Don’t worry, I’m not suggesting that you crack open a textbook or give pop quizzes.  The kind of school I’m referring to is the kind that teach kids things that they want or need to learn.  Does your son want to learn how to hit a baseball?  Schedule some time at the batting cages with someone who knows a thing or two about hitting.  Does your daughter want to learn how to sew?  If you know how, teach her.  If not, sign her up for some sewing classes.  Just because school is over doesn’t mean the learning has to stop.

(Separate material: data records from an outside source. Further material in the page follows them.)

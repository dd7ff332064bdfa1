#![cfg_attr(docsrs, feature(doc_auto_cfg, doc_cfg))]
#![doc = include_str!("../README.md")]
// @@ begin lint list maintained by maint/add_warning @@
#![cfg_attr(not(ci_arti_stable), allow(renamed_and_removed_lints))]
#![cfg_attr(not(ci_arti_nightly), allow(unknown_lints))]
#![deny(missing_docs)]
#![warn(noop_method_call)]
#![deny(unreachable_pub)]
#![warn(clippy::all)]
#![deny(clippy::await_holding_lock)]
#![deny(clippy::cargo_common_metadata)]
#![deny(clippy::cast_lossless)]
#![deny(clippy::checked_conversions)]
#![warn(clippy::cognitive_complexity)]
#![deny(clippy::debug_assert_with_mut_call)]
#![deny(clippy::exhaustive_enums)]
#![deny(clippy::exhaustive_structs)]
#![deny(clippy::expl_impl_clone_on_copy)]
#![deny(clippy::fallible_impl_from)]
#![deny(clippy::implicit_clone)]
#![deny(clippy::large_stack_arrays)]
#![warn(clippy::manual_ok_or)]
#![deny(clippy::missing_docs_in_private_items)]
#![deny(clippy::missing_panics_doc)]
#![warn(clippy::needless_borrow)]
#![warn(clippy::needless_pass_by_value)]
#![warn(clippy::option_option)]
#![warn(clippy::rc_buffer)]
#![deny(clippy::ref_option_ref)]
#![warn(clippy::semicolon_if_nothing_returned)]
#![warn(clippy::trait_duplication_in_bounds)]
#![deny(clippy::unnecessary_wraps)]
#![warn(clippy::unseparated_literal_suffix)]
#![deny(clippy::unwrap_used)]
#![allow(clippy::let_unit_value)] // This can reasonably be done for explicitness
#![allow(clippy::uninlined_format_args)]
#![allow(clippy::significant_drop_in_scrutinee)] // arti/-/merge_requests/588/#note_2812945
#![allow(clippy::result_large_err)] // temporary workaround for arti#587
//! <!-- @@ end lint list maintained by maint/add_warning @@ -->
#![allow(dead_code, unused_variables)]

mod macros;
pub mod addr;
pub mod index;
pub mod ops;
pub mod pk;
pub mod time;

use macros::define_bytes;

define_bytes! {
/// A value to identify an onion service during a given period. (`N_hs_subcred`)
///
/// This is computed from the onion service's public ID and the blinded ID for
/// the current time period.
///
/// Given this piece of information, the original public ID and blinded ID cannot
/// be re-derived.
#[derive(Copy, Clone, Debug)]
pub struct Subcredential([u8; 32]);
}

/// Counts which revision of an onion service descriptor is which, within a
/// given time period.
///
/// There can be gaps in this numbering. A descriptor with a higher-valued
/// revision counter supersedes one with a lower revision counter.
#[derive(Copy, Clone, Debug, Ord, PartialOrd, Eq, PartialEq)]
pub struct RevisionCounter(u64);

define_bytes! {
/// An opaque value `RENDEZVOUS_COOKIE` used at a rendezvous point to match clients and services.
///
/// See rend-spec-v3 s4.1.
///
/// The client includes this value to the rendezvous point in its
/// `ESTABLISH_RENDEZVOUS` message; the service later provides the same value in its
/// `RENDEZVOUS1` message.
#[derive(Copy, Clone, Debug, Eq, PartialEq)]
pub struct RendCookie([u8; 20]);
}
//! Key type wrappers of various kinds used in onion services.
//
// NOTE: We define wrappers here as a safety net against confusing one kind of
// key for another: without a system like this, it can get pretty hard making
// sure that each key is used only in the right way.

use tor_llcrypto::pk::{curve25519, ed25519, keymanip};

use crate::time::TimePeriod;
use crate::{ops, Subcredential};

/// The nonce prefix used to derive the per-period blinding factor. See
/// rend-spec-v3 section A.2 ("Key blinding").
const BLIND_NONCE_PREFIX: &[u8] = b"key-blind";

/// Build the blinding-factor nonce for a given time period: `"key-blind" ||
/// u64_be(period_num) || u64_be(period_length_seconds)`.
fn blind_nonce(period: &TimePeriod) -> [u8; 9 + 8 + 8] {
    let mut nonce = [0_u8; 9 + 8 + 8];
    nonce[..9].copy_from_slice(BLIND_NONCE_PREFIX);
    nonce[9..17].copy_from_slice(&period.interval_num().to_be_bytes());
    nonce[17..25].copy_from_slice(&u64::from(period.length_in_sec()).to_be_bytes());
    nonce
}

/// The identity of a v3 onion service, in its compact encoded form.
///
/// This is the decoded and validated ed25519 public key that is encoded as a
/// `${base32}.onion` address.  When expanded, it is a public key whose
/// corresponding secret key is controlled by the onion service.
#[derive(Copy, Clone, Eq, PartialEq, Hash)]
#[allow(clippy::exhaustive_structs)]
pub struct OnionId([u8; 32]);

impl OnionId {
    /// Wrap a raw 32-byte Ed25519 public key as an onion ID.
    pub fn new(bytes: [u8; 32]) -> Self {
        OnionId(bytes)
    }

    /// Return the bytes of this onion ID.
    pub fn as_bytes(&self) -> &[u8; 32] {
        &self.0
    }
}

impl std::fmt::Debug for OnionId {
    fn fmt(&self, f: &mut std::fmt::Formatter<'_>) -> std::fmt::Result {
        write!(f, "OnionId({})", crate::addr::encode(&self.0))
    }
}

impl From<[u8; 32]> for OnionId {
    fn from(bytes: [u8; 32]) -> Self {
        OnionId::new(bytes)
    }
}

impl From<OnionId> for [u8; 32] {
    fn from(id: OnionId) -> Self {
        id.0
    }
}

impl From<&OnionIdKey> for OnionId {
    fn from(key: &OnionIdKey) -> Self {
        OnionId::new(*key.0.as_bytes())
    }
}

/// The identity of a v3 onion service, expanded into a public key.
///
/// This is the decoded and validated ed25519 public key that is encoded as
/// a `${base32}.onion` address.
///
/// This key is not used to sign or validate anything on its own; instead, it is
/// used to derive a `BlindedOnionIdKey`.
//
// NOTE: This is called the "master" key in rend-spec-v3, but we're deprecating
// that vocabulary generally.
//
// NOTE: This is a separate type from OnionId because it is about 6x larger.  It
// is an expanded form, used for doing actual cryptography.
#[derive(Clone, Debug)]
#[allow(clippy::exhaustive_structs)]
pub struct OnionIdKey(ed25519::PublicKey);

impl OnionIdKey {
    /// Wrap an Ed25519 public key as an onion service identity key.
    pub fn new(key: ed25519::PublicKey) -> Self {
        OnionIdKey(key)
    }

    /// Return the underlying Ed25519 public key.
    pub fn as_ed25519(&self) -> &ed25519::PublicKey {
        &self.0
    }

    /// Derive the blinded key and subcredential for this identity during `cur_period`.
    pub fn compute_blinded_key(
        &self,
        cur_period: &TimePeriod,
    ) -> (BlindedOnionIdKey, Subcredential) {
        let nonce = blind_nonce(cur_period);
        let h = keymanip::blinding_factor(&self.0, &nonce);
        let blinded = keymanip::blind_pubkey(&self.0, h)
            .expect("identity public key was not a valid point");
        let blinded_key = BlindedOnionIdKey(blinded);
        let subcred = ops::subcredential(&self.0, &blinded);
        (blinded_key, subcred)
    }
}

impl TryFrom<&OnionId> for OnionIdKey {
    type Error = signature::Error;
    fn try_from(id: &OnionId) -> Result<Self, Self::Error> {
        ed25519::PublicKey::from_bytes(&id.0).map(OnionIdKey)
    }
}

/// The secret counterpart of an [`OnionIdKey`], able to derive blinded
/// keypairs for successive time periods.
#[allow(clippy::exhaustive_structs)]
pub struct OnionIdKeypair(ed25519::ExpandedKeypair);

impl OnionIdKeypair {
    /// Wrap an expanded Ed25519 keypair as an onion service identity keypair.
    pub fn new(keypair: ed25519::ExpandedKeypair) -> Self {
        OnionIdKeypair(keypair)
    }

    /// Return the public part of this keypair.
    pub fn public(&self) -> OnionIdKey {
        OnionIdKey(*self.0.public())
    }

    /// Derive the blinded keypair and subcredential for this identity during
    /// `cur_period`.
    pub fn compute_blinded_key(
        &self,
        cur_period: &TimePeriod,
    ) -> (BlindedOnionIdKeypair, Subcredential) {
        let nonce = blind_nonce(cur_period);
        let identity_pub = *self.0.public();
        let h = keymanip::blinding_factor(&identity_pub, &nonce);
        let blinded_secret = keymanip::blind_seckey(&self.0, h, &nonce);
        let blinded_pub = *blinded_secret.public();
        let subcred = ops::subcredential(&identity_pub, &blinded_pub);
        (BlindedOnionIdKeypair(blinded_secret), subcred)
    }
}

/// The "blinded" identity of a v3 onion service.
///
/// This key is derived via a one-way transformation from an
/// `OnionIdKey` and the current time period.
///
/// It is used for two purposes: first, to compute an index into the HSDir
/// ring, and second, to sign a `DescSigningKey`.
#[derive(Clone, Debug)]
#[allow(clippy::exhaustive_structs)]
pub struct BlindedOnionIdKey(ed25519::PublicKey);

impl BlindedOnionIdKey {
    /// Return the underlying Ed25519 public key.
    pub fn as_ed25519(&self) -> &ed25519::PublicKey {
        &self.0
    }
}

/// A blinded onion service identity, represented in a compact format.
#[derive(Copy, Clone, Debug, Eq, PartialEq)]
#[allow(clippy::exhaustive_structs)]
pub struct BlindedOnionId([u8; 32]);

impl From<&BlindedOnionIdKey> for BlindedOnionId {
    fn from(key: &BlindedOnionIdKey) -> Self {
        BlindedOnionId(*key.0.as_bytes())
    }
}

impl TryFrom<&BlindedOnionId> for BlindedOnionIdKey {
    type Error = signature::Error;
    fn try_from(id: &BlindedOnionId) -> Result<Self, Self::Error> {
        ed25519::PublicKey::from_bytes(&id.0).map(BlindedOnionIdKey)
    }
}

/// The secret counterpart of a [`BlindedOnionIdKey`].
///
/// Onion services derive this once per time period (and once more during the
/// overlap period, for the previous one) from their long-term identity
/// keypair; it is used to sign the period's `DescSigningKey`.
#[allow(clippy::exhaustive_structs)]
pub struct BlindedOnionIdKeypair(ed25519::ExpandedKeypair);

impl BlindedOnionIdKeypair {
    /// Return the public part of this keypair.
    pub fn public(&self) -> BlindedOnionIdKey {
        BlindedOnionIdKey(*self.0.public())
    }

    /// Sign a message (such as a `DescSigningKey` certificate) with this key.
    pub fn sign(&self, msg: &[u8]) -> ed25519::Signature {
        self.0.sign(msg)
    }
}

/// A key used to sign onion service descriptors.
///
/// It is authenticated with a `BlindedOnionIdKeys` to prove that it belongs to
/// the right onion service, and is used in turn to sign the descriptor that
/// tells clients what they need to know about contacting an onion service.
///
/// Onion services create a new `DescSigningKey` every time the
/// `BlindedOnionIdKeys` rotates, to prevent descriptors made in one time period
/// from being linkable to those made in another.
///
/// Note: we use a separate signing key here, rather than using the
/// BlindedOnionIdKey directly, so that the secret key for the BlindedOnionIdKey
/// can be kept offline.
#[derive(Clone, Debug)]
#[allow(clippy::exhaustive_structs)]
pub struct DescSigningKey(ed25519::PublicKey);

impl DescSigningKey {
    /// Wrap an Ed25519 public key as a descriptor signing key.
    pub fn new(key: ed25519::PublicKey) -> Self {
        DescSigningKey(key)
    }

    /// Return the underlying Ed25519 public key.
    pub fn as_ed25519(&self) -> &ed25519::PublicKey {
        &self.0
    }
}

/// A key used to identify and authenticate an onion service at a single
/// introduction point.
///
/// This key is included in the onion service's descriptor; a different one is
/// used at each introduction point.  Introduction points don't know the
/// relation of this key to the onion service: they only recognize the same key
/// when they see it again.
#[derive(Clone, Debug)]
#[allow(clippy::exhaustive_structs)]
pub struct IntroPtAuthKey(ed25519::PublicKey);

impl IntroPtAuthKey {
    /// Wrap an Ed25519 public key as an intro-point auth key.
    pub fn new(key: ed25519::PublicKey) -> Self {
        IntroPtAuthKey(key)
    }

    /// Return the underlying Ed25519 public key.
    pub fn as_ed25519(&self) -> &ed25519::PublicKey {
        &self.0
    }
}

impl From<&IntroPtAuthKey> for ed25519::Ed25519Identity {
    fn from(key: &IntroPtAuthKey) -> Self {
        key.0.into()
    }
}

/// A key used in the HsNtor handshake between the client and the onion service.
///
/// The onion service chooses a different one of these to use with each
/// introduction point, though it does not need to tell the introduction points
/// about these keys.
#[derive(Clone, Debug)]
#[allow(clippy::exhaustive_structs)]
pub struct IntroPtEncKey(curve25519::PublicKey);

impl IntroPtEncKey {
    /// Wrap a Curve25519 public key as an intro-point encryption key.
    pub fn new(key: curve25519::PublicKey) -> Self {
        IntroPtEncKey(key)
    }

    /// Return the underlying Curve25519 public key.
    pub fn as_curve25519(&self) -> &curve25519::PublicKey {
        &self.0
    }
}

/// First type of client authorization key, used for the introduction protocol.
///
/// This is used to sign a nonce included in an extension in the encrypted
/// portion of an introduce cell.
#[derive(Clone, Debug)]
#[allow(clippy::exhaustive_structs)]
pub struct ClientIntroAuthKey(ed25519::PublicKey);

/// Second type of client authorization key, used for onion descryptor
/// decryption.
///
/// Any client who knows the secret key corresponding to this key can decrypt
/// the inner layer of the onion service descriptor.
#[derive(Clone, Debug)]
#[allow(clippy::exhaustive_structs)]
pub struct ClientDescAuthKey(curve25519::PublicKey);

#[cfg(test)]
mod test {
    // @@ begin test lint list maintained by maint/add_warning @@
    #![allow(clippy::bool_assert_comparison)]
    #![allow(clippy::clone_on_copy)]
    #![allow(clippy::dbg_macro)]
    #![allow(clippy::print_stderr)]
    #![allow(clippy::print_stdout)]
    #![allow(clippy::single_char_pattern)]
    #![allow(clippy::unwrap_used)]
    #![allow(clippy::unchecked_duration_subtraction)]
    #![allow(clippy::useless_vec)]
    #![allow(clippy::needless_pass_by_value)]
    //! <!-- @@ end test lint list maintained by maint/add_warning @@ -->
    use super::*;
    use rand::{rngs::StdRng, SeedableRng};
    use std::time::{Duration, SystemTime};
    use tor_llcrypto::pk::ed25519::Keypair;

    #[test]
    fn blinded_key_matches_between_pub_and_secret_paths() {
        let mut rng = StdRng::seed_from_u64(99);
        let keypair = Keypair::generate(&mut rng);
        let expanded = ed25519::ExpandedKeypair::from(&keypair);

        let id_keypair = OnionIdKeypair::new(expanded);
        let id_key = id_keypair.public();

        let period = TimePeriod::new(Duration::from_secs(1440 * 60), SystemTime::now());

        let (blinded_from_secret, subcred1) = id_keypair.compute_blinded_key(&period);
        let (blinded_from_pub, subcred2) = id_key.compute_blinded_key(&period);

        assert_eq!(
            blinded_from_secret.public().as_ed25519().as_bytes(),
            blinded_from_pub.as_ed25519().as_bytes()
        );
        assert_eq!(subcred1.as_ref(), subcred2.as_ref());
    }

    #[test]
    fn different_periods_give_different_blinded_keys() {
        let mut rng = StdRng::seed_from_u64(123);
        let keypair = Keypair::generate(&mut rng);
        let id_key = OnionIdKey::new(keypair.verifying_key());

        let p1 = TimePeriod::new(Duration::from_secs(1440 * 60), SystemTime::now());
        let p2 = p1.next().unwrap();

        let (b1, _) = id_key.compute_blinded_key(&p1);
        let (b2, _) = id_key.compute_blinded_key(&p2);
        assert_ne!(b1.as_ed25519().as_bytes(), b2.as_ed25519().as_bytes());
    }
}
use std::collections::BTreeMap;

use super::store::FragmentId;

/// 有向带权重叠图：source → (destination → 重叠长度)。
///
/// 边权表示 source 的后缀与 destination 的前缀的重叠长度。不存在自环。
/// 使用 BTreeMap，遍历顺序只取决于句柄，固定随机种子时结果可复现。
#[derive(Debug, Clone, Default, PartialEq, Eq)]
pub struct OverlapGraph {
    rows: BTreeMap<FragmentId, BTreeMap<FragmentId, usize>>,
}

impl OverlapGraph {
    pub fn new() -> Self {
        Self::default()
    }

    /// 确保节点存在（可以没有出边）
    pub fn add_node(&mut self, id: FragmentId) {
        self.rows.entry(id).or_default();
    }

    pub fn contains_node(&self, id: FragmentId) -> bool {
        self.rows.contains_key(&id)
    }

    /// 插入或覆盖一条边；自环被忽略。source 行不存在时自动创建。
    pub fn insert_edge(&mut self, src: FragmentId, dst: FragmentId, weight: usize) {
        if src == dst {
            return;
        }
        self.rows.entry(src).or_default().insert(dst, weight);
    }

    pub fn weight(&self, src: FragmentId, dst: FragmentId) -> Option<usize> {
        self.rows.get(&src).and_then(|row| row.get(&dst)).copied()
    }

    /// 删除节点及所有以其为 source 或 destination 的边
    pub fn remove_node(&mut self, id: FragmentId) {
        self.rows.remove(&id);
        for row in self.rows.values_mut() {
            row.remove(&id);
        }
    }

    pub fn node_count(&self) -> usize {
        self.rows.len()
    }

    pub fn edge_count(&self) -> usize {
        self.rows.values().map(BTreeMap::len).sum()
    }

    pub fn out_edges(&self, src: FragmentId) -> impl Iterator<Item = (FragmentId, usize)> + '_ {
        self.rows
            .get(&src)
            .into_iter()
            .flat_map(|row| row.iter().map(|(&d, &w)| (d, w)))
    }

    /// 所有边 (src, dst, weight)，先按 src 再按 dst 升序
    pub fn edges(&self) -> impl Iterator<Item = (FragmentId, FragmentId, usize)> + '_ {
        self.rows
            .iter()
            .flat_map(|(&s, row)| row.iter().map(move |(&d, &w)| (s, d, w)))
    }

    /// 全局最大边权；无边时为 None
    pub fn max_weight(&self) -> Option<usize> {
        self.edges().map(|(_, _, w)| w).max()
    }

    /// 取得最大边权及达到该权重的全部边（按遍历顺序）
    pub fn max_edges(&self) -> Option<(usize, Vec<(FragmentId, FragmentId)>)> {
        let best = self.max_weight()?;
        let pairs = self
            .edges()
            .filter(|&(_, _, w)| w == best)
            .map(|(s, d, _)| (s, d))
            .collect();
        Some((best, pairs))
    }
}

While you’re at it, take this opportunity to teach them those life skills they won’t learn in school.  This could be learning how to change a tire, cook a meal, or manage money.  Even though these skills are important, the lessons need not be boring.  No, managing money isn’t necessarily fun, but you can teach them in such a way that their eyes don’t glaze over and they let an “I’m Bored” slip out.

Plan for Fun…

When I was a kid, I would make a list of things I wanted to do during the summer.  Problem was, the summer always ended before my list did.  However, if I had taken the time to assign tasks to a particular day, I probably would have accomplished much more.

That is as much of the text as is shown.